En juin 2022, Marine Le Pen avait été accueillie à l'Élysée par Emmanuel Macron. Cette année, c'est en tant que chef de parti que Jordan Bardella a participé à la rencontre avec le chef de l'État à Saint-Denis. Emmanuel Macron avait appelé le leader d'extrême droite auparavant au téléphone. Mais au sein du Rassemblement National, ces deux têtes d'affiche sont de moins en moins en ligne, notamment sur les questions internationales. « Ces derniers mois, Bardella a essayé de changer les alliances en Italie, préférant Giorgia Meloni, qui est clairement pro-américaine, pro-OTAN, et pro-européenne, à Matteo Salvini, qui est pro-russe et l'allié historique du RN via la Ligue du Nord », analyse un ancien proche de Marine Le Pen.
Bardella multiplie les voyages en Italie
Selon nos informations, Jordan Bardella a ainsi multiplié les voyages en Italie ces derniers mois, en particulier à Rome, où il a pu retrouver ses amis issus du GUD, Frédéric Chatillon et son bras droit Jildaz Mahé O'Chinal, qui a lancé depuis 2015 dans la capitale italienne un lieu de 600 m2 consacré à la gastronomie française non loin du Vatican. Or, historiquement, le GUD a toujours privilégié en Italie les réseaux du Gladio, pro-américains. Et selon un ancien du RN que nous avons interrogé, c'est par l'intermédiaire de Chatillon et Mahé que Jordan Bardella serait entré en contact avec l'entourage de Giorgia Meloni ces derniers mois, au point de rencontrer le ministre de l'Intérieur italien. « Il aurait voulu voir carrément Meloni, mais il a dû se contenter du ministre », ironise notre interlocuteur.
Zelensky applaudi
Une autre source indique que le contact entre l'entourage de Meloni et Jordan Bardella aurait pu se faire par l'intermédiaire de Vincenzo Sofo, l'époux de Marion Maréchal-Le Pen et homme politique d'extrême droite en Italie. Bardella et Maréchal-Le Pen, vice présidente de Reconquête, le mouvement d'Éric Zemmour, se sont d'ailleurs rendus début mai à Budapest lors du rassemblement annuel en Europe de la CPAC (Conservative Political Action Conference), un mouvement américain rassemblement les ultra conservateurs américains, pour la plupart pro Trump.

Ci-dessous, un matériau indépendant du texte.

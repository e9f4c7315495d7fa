//! Runtime configuration.
//!
//! Assembled once at start-up from built-in defaults, an optional TOML file
//! and `GEOPIN_*` environment variables (later sources win), then handed to
//! the store and router explicitly.

use std::path::{Path, PathBuf};

use config::{Config, ConfigError, Environment, File};
use serde::Deserialize;

/// Runtime server configuration.
#[derive(Debug, Deserialize, Clone)]
pub struct ServerConfig {
  pub host:       String,
  pub port:       u16,
  /// SQLite database file; a leading `~/` is expanded.
  pub store_path: PathBuf,
}

impl ServerConfig {
  pub const ENV_PREFIX: &'static str = "GEOPIN";

  /// Load configuration, reading `file` if it exists.
  pub fn load(file: &Path) -> Result<Self, ConfigError> {
    Config::builder()
      .set_default("host", "127.0.0.1")?
      .set_default("port", 8000)?
      .set_default("store_path", "geopin.sqlite3")?
      .add_source(File::from(file).required(false))
      .add_source(Environment::with_prefix(Self::ENV_PREFIX))
      .build()?
      .try_deserialize()
  }

  pub fn address(&self) -> String { format!("{}:{}", self.host, self.port) }

  /// `store_path` with a leading `~` expanded to the user's home directory.
  pub fn resolved_store_path(&self) -> PathBuf {
    let s = self.store_path.to_string_lossy();
    if let Some(rest) = s.strip_prefix("~/")
      && let Ok(home) = std::env::var("HOME")
    {
      return PathBuf::from(home).join(rest);
    }
    self.store_path.clone()
  }
}

#[cfg(test)]
mod tests {
  use std::io::Write as _;

  use super::*;

  fn temp_path(name: &str) -> PathBuf {
    std::env::temp_dir().join(format!("geopin-{}-{name}", uuid::Uuid::new_v4()))
  }

  #[test]
  fn file_values_override_defaults() {
    let path = temp_path("config.toml");
    let mut f = std::fs::File::create(&path).unwrap();
    writeln!(f, "port = 9123\nstore_path = \"/var/lib/geopin/db.sqlite3\"").unwrap();

    let cfg = ServerConfig::load(&path).unwrap();
    std::fs::remove_file(&path).ok();

    assert_eq!(cfg.port, 9123);
    assert_eq!(cfg.store_path, PathBuf::from("/var/lib/geopin/db.sqlite3"));
    assert_eq!(cfg.address(), format!("{}:9123", cfg.host));
  }

  #[test]
  fn missing_file_is_not_an_error() {
    assert!(ServerConfig::load(&temp_path("absent.toml")).is_ok());
  }

  #[test]
  fn absolute_store_path_is_left_alone() {
    let cfg = ServerConfig {
      host:       "127.0.0.1".into(),
      port:       8000,
      store_path: PathBuf::from("/tmp/geopin.sqlite3"),
    };
    assert_eq!(cfg.resolved_store_path(), PathBuf::from("/tmp/geopin.sqlite3"));
  }
}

Ces voyages italiens de Jordan Bardella éclairent sous un jour nouveau son interview de février 2023 dans l'Opinion dans laquelle il déclarait : « Il y a eu une naïveté collective à l'égard des ambitions de Vladimir Poutine ». Et d'expliquer : « Le réel est venu frapper à nos portes et il est clair que le Vladimir Poutine d'il y a cinq ans n'est pas celui qui, cinq ans plus tard, décide d'envahir l'Ukraine et de commettre des crimes de guerre à Odessa ou à Marioupol ». Tout en enfonçant le clou : « On ne peut pas être patriote et souverainiste et être insensible à la violation de la souveraineté d'un Etat européen (...) Il n'y aura pas d'issue à ce conflit sans le retrait des troupes russes et sans le retour à une souveraineté pleine et entière de l'Ukraine ». Plus qu'un mea culpa pour le RN, ces déclarations surprises devaient être analysées comme une véritable divergence de vue sur les questions internationales entre les deux poids lourds du parti d'extrême droite. Quelques jours avant cette interview, Jordan Bardella avait d'ailleurs applaudi debout Volodymyr Zelensky à la fin de son discours devant le Parlement européen.

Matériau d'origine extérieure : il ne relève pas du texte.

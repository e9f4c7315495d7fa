//! Generic create and search handlers.
//!
//! | Method | Path | Notes |
//! |--------|------|-------|
//! | `POST` | `/api/points/` | Body: `{"title", "latitude", "longitude"}`; 201 + point |
//! | `GET`  | `/api/points/search/` | `?latitude&longitude&radius` (km) |
//! | `POST` | `/api/points/messages/` | Body: `{"point_id", "text"}`; 201 + message |
//! | `GET`  | `/api/points/messages/search/` | `?latitude&longitude&radius` (km) |
//!
//! Both handlers are mounted with `any` so the check order is fixed:
//! authentication first (403), then the method (405), then the payload (400).

use std::collections::HashMap;

use axum::{
  Json,
  extract::{Query, State},
  http::{Method, StatusCode},
  response::{IntoResponse, Response},
};
use bytes::Bytes;
use geopin_core::{store::GeoStore, validate};
use serde_json::{Map, Value};

use crate::{AppState, auth::Identity, error::ApiError, resource::GeoResource};

fn require_method(method: &Method, allow: Method) -> Result<(), ApiError> {
  if *method == allow {
    Ok(())
  } else {
    Err(ApiError::MethodNotAllowed { method: method.clone(), allow })
  }
}

/// Parse a JSON object body. An empty body reads as `{}`, so missing fields
/// are reported individually rather than as a parse error.
fn json_object(body: &[u8]) -> Result<Map<String, Value>, ApiError> {
  if body.iter().all(u8::is_ascii_whitespace) {
    return Ok(Map::new());
  }
  match serde_json::from_slice::<Value>(body) {
    Ok(Value::Object(map)) => Ok(map),
    Ok(other) => Err(ApiError::BadRequest(format!(
      "Invalid data. Expected an object, but got {}.",
      json_type(&other)
    ))),
    Err(e) => Err(ApiError::BadRequest(format!("JSON parse error - {e}"))),
  }
}

fn json_type(v: &Value) -> &'static str {
  match v {
    Value::Null => "null",
    Value::Bool(_) => "bool",
    Value::Number(_) => "number",
    Value::String(_) => "string",
    Value::Array(_) => "list",
    Value::Object(_) => "object",
  }
}

// ─── Create ───────────────────────────────────────────────────────────────────

/// `POST`: validate the body, attribute it to the requester, persist it and
/// return 201 with the stored record.
pub async fn create<S, R>(
  State(state): State<AppState<S>>,
  identity: Identity,
  method: Method,
  body: Bytes,
) -> Result<Response, ApiError>
where
  S: GeoStore + 'static,
  R: GeoResource<S>,
{
  require_method(&method, Method::POST)?;

  let fields = json_object(&body)?;
  let draft = R::parse_draft(&fields)?;
  let new = R::attribute(draft, identity.user_id);

  let record = R::insert(state.store.as_ref(), new)
    .await
    .map_err(ApiError::from_store)?;

  tracing::info!(user = %identity.username, "record created");
  Ok((StatusCode::CREATED, Json(record)).into_response())
}

// ─── Search ───────────────────────────────────────────────────────────────────

/// `GET ?latitude=..&longitude=..&radius=..`: every record within `radius`
/// kilometres of the centre.
pub async fn search<S, R>(
  State(state): State<AppState<S>>,
  _identity: Identity,
  method: Method,
  Query(params): Query<HashMap<String, String>>,
) -> Result<Response, ApiError>
where
  S: GeoStore + 'static,
  R: GeoResource<S>,
{
  require_method(&method, Method::GET)?;

  let fields: Map<String, Value> = params
    .into_iter()
    .map(|(k, v)| (k, Value::String(v)))
    .collect();
  let area = validate::search_area(&fields)?;

  let records = R::within_radius(state.store.as_ref(), area)
    .await
    .map_err(ApiError::from_store)?;

  tracing::debug!(
    lat = area.center.latitude,
    lon = area.center.longitude,
    radius_km = area.radius_km,
    hits = records.len(),
    "radius search"
  );
  Ok(Json(records).into_response())
}

#[cfg(test)]
mod tests {
  use super::*;

  #[test]
  fn empty_body_reads_as_empty_object() {
    assert!(json_object(b"").unwrap().is_empty());
    assert!(json_object(b" \n").unwrap().is_empty());
  }

  #[test]
  fn non_object_bodies_are_bad_requests() {
    assert!(matches!(json_object(b"[1, 2]"), Err(ApiError::BadRequest(m)) if m.contains("list")));
    assert!(matches!(json_object(b"{oops"), Err(ApiError::BadRequest(_))));
  }

  #[test]
  fn only_the_allowed_method_passes() {
    assert!(require_method(&Method::POST, Method::POST).is_ok());
    assert!(matches!(
      require_method(&Method::PUT, Method::POST),
      Err(ApiError::MethodNotAllowed { allow, .. }) if allow == Method::POST
    ));
  }
}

Marine Le Pen réaffirme son attachement à Matteo Salvini
Cet activisme international et italien de Jordan Bardella a poussé Marine Le Pen à réagir publiquement. Si ses paroles n'ont été guère relayées en France, la leader d'extrême droite avait choisi en avril dernier le très sérieux quotidien italien La Repubblica pour « corriger le tir » dans le cadre d'une interview, et réaffirmer son attachement à l'alliance du RN avec Matteo Salvini, le patron de la Ligue du Nord. Dans cette interview, elle avait tenu à expliquer que, concernant la Chine, la France pouvait incarner seule une voie médiane face à Xi Jinping car « la France est la seule puissance nucléaire de l'UE ». Et elle avait réaffirmé son positionnement hostile à l'OTAN et contre l'UE : « Je reste eurosceptique, et chaque jour qui passe, je le suis davantage. Je ne suis pas sceptique à propos de l'Europe, mais sur l'organisation politique de l'UE. De plus, la France a un héritage politique et une indépendance sur le plan international. Meloni est favorable à l'OTAN parce qu'elle est italienne. Il y a des éléments de son projet que je ne partage pas. Politiquement, je me sens plus proche de Matteo Salvini et je n'adapte pas mon discours aux résultats des élections : je suis une personne loyale ». Ce terme loyal visait donc Jordan Bardella et sa tentative en coulisses de renverser la table en Italie.
Ces paroles de Marine le Pen plus d'un an après le début de la guerre en Ukraine sont lourdes de sens. Car depuis 2014, Matteo Salvini a clairement affiché sa proximité avec Vladimir Poutine. En Europe, la Ligue du Nord a été le parti le plus actif dans la contestation des sanctions économiques contre le régime de Moscou depuis l'annexion de la Crimée. Et rappelons que la présidente du groupe RN à l'Assemblée Nationale a été l'une des rares personnalités politiques françaises à s'être entretenue avec le maître du Kremlin en se rendant à Moscou en 2017 lors de la campagne présidentielle. Le RN avait également obtenu en 2014 un prêt auprès d'une banque tchéco-russe, ce que n'avait pas manqué de relever Emmanuel Macron lors du débat télévisé de l'entre-deux tours de la dernière présidentielle. Raison pour laquelle les nationalistes polonais ne veulent pas entendre parler d'une éventuelle alliance avec le RN français. L'Europe des Nations chère à Marine Le Pen n'est pas un chemin facile...
Marc Endeweld.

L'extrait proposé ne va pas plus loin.